顧客への「神対応」がネットで絶賛された元お客様相談室長が「間違いだった」と反省するワケ
客からの暴言や暴行、不当要求などで働く人の就業環境を害するカスタマーハラスメント(カスハラ)。クレームに対するお詫びとして多量の菓子を渡す慣習を断ち切り、業界全体のルールづくりに取り組むのが菓子業界だ。
菓子業界の消費者対応を行う「日本菓子BB協会」は2017年、菓子の現物がなければかわりの商品を送らないという共通ルールを決めた。カルビーでお客様相談室長を務めた経験もある、日本菓子BB協会のアドバイザー・天野泰守さんに悪質クレームの実態や取り組みを聞いた。(ライター・国分瑠衣子)
●「顧客創造」のため、多量の菓子を送る慣習がエスカレート
――業界の共通ルールを決める前は、悪質クレームにどう対応していたのでしょうか。
クレームがあった商品のお詫びとして、たくさんの商品の詰め合わせを渡す慣行がありました。
工業製品と違い、お菓子は焼いたり揚げたりする過程でどうしても形にばらつきが出ます。お客さまの主観による「欠けている」とか「味が合わない」などの要望を全部受け入れてしまっていたんです。
本来なら現物を送ってもらって原因究明・再発防止策を行うべきなのに、現物がなくても商品を送っていました。

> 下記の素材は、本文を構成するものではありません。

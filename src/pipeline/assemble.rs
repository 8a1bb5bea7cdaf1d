//! Final assembly: bundle bodies, entry rewrite and artifact writes.

use std::path::Path;
use std::sync::LazyLock;
use std::time::{SystemTime, UNIX_EPOCH};

use regex::{Captures, Regex};

use crate::asset::minify::minify_html;
use crate::config::{BuildOptions, ENTRY_FILE};
use crate::error::BuildError;
use crate::transform::wrap_scope;

/// Aggregated script file name.
pub const SCRIPT_BUNDLE: &str = "all.min.js";
/// Aggregated stylesheet file name.
pub const STYLE_BUNDLE: &str = "all.min.css";

static SCRIPT_REGION: LazyLock<Regex> = LazyLock::new(|| {
    Regex::new(r"(?s)(<!--\s*startsrc\s*-->).*?(<!--\s*endsrc\s*-->)").unwrap()
});
static STYLE_REGION: LazyLock<Regex> = LazyLock::new(|| {
    Regex::new(r"(?s)(<!--\s*startcss\s*-->).*?(<!--\s*endcss\s*-->)").unwrap()
});

/// The three files a build publishes.
#[derive(Debug, Clone, PartialEq, Eq)]
pub struct Artifacts {
    pub markup: String,
    pub script: String,
    pub style: String,
}

impl Artifacts {
    /// Combine stage outputs into the publishable set.
    pub fn assemble(
        options: &BuildOptions,
        entry_markup: &str,
        scripts: String,
        registry: &str,
        style: String,
        version: u128,
    ) -> Result<Self, BuildError> {
        let markup = rewrite_entry(entry_markup, version)?;
        let markup = if options.skip_html_compression {
            markup
        } else {
            minify_html(&markup)
        };

        Ok(Self {
            markup,
            script: bundle_scripts(scripts, registry),
            style,
        })
    }

    /// Write all artifacts into `dir`.
    pub async fn write(&self, dir: &Path) -> Result<(), BuildError> {
        tokio::fs::create_dir_all(dir)
            .await
            .map_err(|e| BuildError::Io(dir.to_path_buf(), e))?;

        for (name, content) in [
            (ENTRY_FILE, &self.markup),
            (SCRIPT_BUNDLE, &self.script),
            (STYLE_BUNDLE, &self.style),
        ] {
            let path = dir.join(name);
            tokio::fs::write(&path, content)
                .await
                .map_err(|e| BuildError::Io(path, e))?;
        }
        Ok(())
    }
}

/// Script bundle with the template registry appended in its own scope.
pub fn bundle_scripts(scripts: String, registry: &str) -> String {
    let registry = wrap_scope(registry);
    if scripts.is_empty() {
        registry
    } else {
        format!("{scripts}\n{registry}")
    }
}

/// Replace both marker regions with a single bundle tag each.
pub fn rewrite_entry(markup: &str, version: u128) -> Result<String, BuildError> {
    if !SCRIPT_REGION.is_match(markup) {
        return Err(BuildError::MissingMarker("startsrc/endsrc"));
    }
    if !STYLE_REGION.is_match(markup) {
        return Err(BuildError::MissingMarker("startcss/endcss"));
    }

    let markup = SCRIPT_REGION.replace(markup, |caps: &Captures| {
        format!(
            "{}<script src=\"{SCRIPT_BUNDLE}?v={version}\"></script>{}",
            &caps[1], &caps[2]
        )
    });
    let markup = STYLE_REGION.replace(&markup, |caps: &Captures| {
        format!(
            "{}<link rel=\"stylesheet\" href=\"{STYLE_BUNDLE}?v={version}\">{}",
            &caps[1], &caps[2]
        )
    });
    Ok(markup.into_owned())
}

/// Cache-busting value: milliseconds since the epoch.
pub fn cache_buster() -> u128 {
    SystemTime::now()
        .duration_since(UNIX_EPOCH)
        .map(|d| d.as_millis())
        .unwrap_or_default()
}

「たくさんの商品をあげればお客さまが喜ぶ」とか、「顧客創造のため」という理由をつけてエスカレートしていったのです。菓子は非常に多くの種類があり単価が安いです。単価の安さから安易な理不尽なクレームに対しても強く言えなかった面があったと思います。
緊急性を要しない案件でも「取りに来い」と言ってきて、手土産を持ちお客さまのところへお詫びに行く場合、手土産代や交通費、人件費を考えると100~300円のお菓子が1万円以上になるケースもあります。
フリーダイヤルもそうです。20年ほど前に「お客さまのために」と各社が右へならえで一斉にフリーダイヤルを導入しました。企業がフリーダイヤル費用を負担するのは、原因究明や再発防止という意識からではなく、お客様が喜ぶカスタマーサクセスのためだと勘違いしていたと思います。
いまだにフリーダイヤルを貫いている会社もありますが、セーフティーネット的な役割は電話だけでなくなりました。料金の安いナビダイヤルに切り替えた会社も多いです。
●大手の過剰な対応が中小企業を苦しめていた
――長く続いた慣習を変えたきっかけは何だったのですか。
カルビーから日本菓子BB協会に出向した2015年、あることに気付いたからです。菓子業界は業界全体の売上高の約8割を大手30社ほどで占めています。が、中小企業もたくさんあります。中小の菓子メーカーが大手の過剰なクレーム対応で大変な思いをしていました。
中小企業には営業マンが全国に3、4人ほどの会社もあります。大手がやっているような対応はとてもできません。大手がクレームに過剰対応することで「あの会社ではこれぐらいやってくれたのに、おたくはやってくれないのか」と言われていたのです。理不尽な要求を断ることができなくなってきた企業側の非もあります。
そこで業界全体で統一した対応をしようと2017年に「現物がなければ、かわりの商品は送りません」とルールを決めました。スタートしてから今年で5年ですが定着してきました。